* [PROVIDED RECORDS]:
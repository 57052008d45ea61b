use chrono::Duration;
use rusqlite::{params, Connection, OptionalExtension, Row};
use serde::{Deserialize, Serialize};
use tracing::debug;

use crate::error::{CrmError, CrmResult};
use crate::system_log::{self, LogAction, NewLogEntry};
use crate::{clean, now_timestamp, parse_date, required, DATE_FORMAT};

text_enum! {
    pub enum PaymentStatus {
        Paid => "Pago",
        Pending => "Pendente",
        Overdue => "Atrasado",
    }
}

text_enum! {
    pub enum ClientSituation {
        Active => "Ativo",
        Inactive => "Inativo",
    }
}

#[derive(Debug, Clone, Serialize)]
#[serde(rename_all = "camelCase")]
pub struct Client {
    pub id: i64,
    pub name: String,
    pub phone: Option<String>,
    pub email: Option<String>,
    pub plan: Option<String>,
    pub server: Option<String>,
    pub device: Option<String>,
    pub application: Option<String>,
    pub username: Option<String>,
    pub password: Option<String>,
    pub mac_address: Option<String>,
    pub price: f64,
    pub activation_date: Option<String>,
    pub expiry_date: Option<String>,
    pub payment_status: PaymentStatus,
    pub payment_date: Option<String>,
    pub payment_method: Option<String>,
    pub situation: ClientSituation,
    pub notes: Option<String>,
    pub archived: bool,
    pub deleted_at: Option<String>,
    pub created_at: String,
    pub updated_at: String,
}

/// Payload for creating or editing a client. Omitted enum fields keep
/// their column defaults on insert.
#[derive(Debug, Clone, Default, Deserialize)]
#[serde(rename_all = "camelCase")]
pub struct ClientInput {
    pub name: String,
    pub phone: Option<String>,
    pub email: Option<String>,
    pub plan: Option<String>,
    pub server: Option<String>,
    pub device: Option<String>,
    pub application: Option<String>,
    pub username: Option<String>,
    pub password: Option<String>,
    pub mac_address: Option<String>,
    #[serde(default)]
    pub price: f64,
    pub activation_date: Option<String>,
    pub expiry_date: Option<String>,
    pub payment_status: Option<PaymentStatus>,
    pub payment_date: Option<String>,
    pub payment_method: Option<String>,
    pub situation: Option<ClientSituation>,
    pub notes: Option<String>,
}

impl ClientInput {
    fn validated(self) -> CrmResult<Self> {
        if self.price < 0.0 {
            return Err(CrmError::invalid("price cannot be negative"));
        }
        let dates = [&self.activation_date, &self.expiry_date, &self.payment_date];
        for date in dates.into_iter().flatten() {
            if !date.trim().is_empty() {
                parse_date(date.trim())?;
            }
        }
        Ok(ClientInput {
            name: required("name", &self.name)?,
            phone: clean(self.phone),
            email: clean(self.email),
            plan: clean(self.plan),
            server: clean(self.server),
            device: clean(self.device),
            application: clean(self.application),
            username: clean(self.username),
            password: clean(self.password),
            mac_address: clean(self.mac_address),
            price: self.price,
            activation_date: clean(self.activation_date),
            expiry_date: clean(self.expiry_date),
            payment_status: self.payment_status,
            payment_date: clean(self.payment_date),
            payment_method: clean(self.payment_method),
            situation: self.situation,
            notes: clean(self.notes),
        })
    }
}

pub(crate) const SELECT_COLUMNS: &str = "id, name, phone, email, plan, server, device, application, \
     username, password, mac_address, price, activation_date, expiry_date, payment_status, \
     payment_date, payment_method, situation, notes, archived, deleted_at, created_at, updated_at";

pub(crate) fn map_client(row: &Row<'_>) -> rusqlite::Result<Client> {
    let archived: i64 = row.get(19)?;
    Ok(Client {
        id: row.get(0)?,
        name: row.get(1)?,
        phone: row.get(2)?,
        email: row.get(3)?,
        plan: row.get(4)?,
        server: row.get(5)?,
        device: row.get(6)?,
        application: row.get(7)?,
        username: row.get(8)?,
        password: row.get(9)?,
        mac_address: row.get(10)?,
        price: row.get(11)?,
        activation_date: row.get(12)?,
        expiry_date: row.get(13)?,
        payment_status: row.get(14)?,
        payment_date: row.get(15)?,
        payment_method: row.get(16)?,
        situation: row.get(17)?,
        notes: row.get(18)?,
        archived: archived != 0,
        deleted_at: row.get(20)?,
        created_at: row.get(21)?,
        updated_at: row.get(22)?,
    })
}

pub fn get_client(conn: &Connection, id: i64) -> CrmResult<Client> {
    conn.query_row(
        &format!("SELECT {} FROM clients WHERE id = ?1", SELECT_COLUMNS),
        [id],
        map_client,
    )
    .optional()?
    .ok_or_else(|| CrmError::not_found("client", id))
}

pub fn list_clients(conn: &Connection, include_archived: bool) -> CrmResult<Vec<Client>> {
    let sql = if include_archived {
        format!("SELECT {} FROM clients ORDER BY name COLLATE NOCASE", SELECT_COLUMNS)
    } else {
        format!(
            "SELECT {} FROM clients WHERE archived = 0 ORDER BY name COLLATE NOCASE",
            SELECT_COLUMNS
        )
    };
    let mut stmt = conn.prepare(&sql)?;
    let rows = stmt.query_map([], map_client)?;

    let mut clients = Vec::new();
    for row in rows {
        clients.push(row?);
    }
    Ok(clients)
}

* [WHAT NEEDS TO BE DONE]: If a line of the listing contains the word "stmt", count it; then give the total and nothing else.

* [SOLUTION FOR THIS EXERCISE]: 2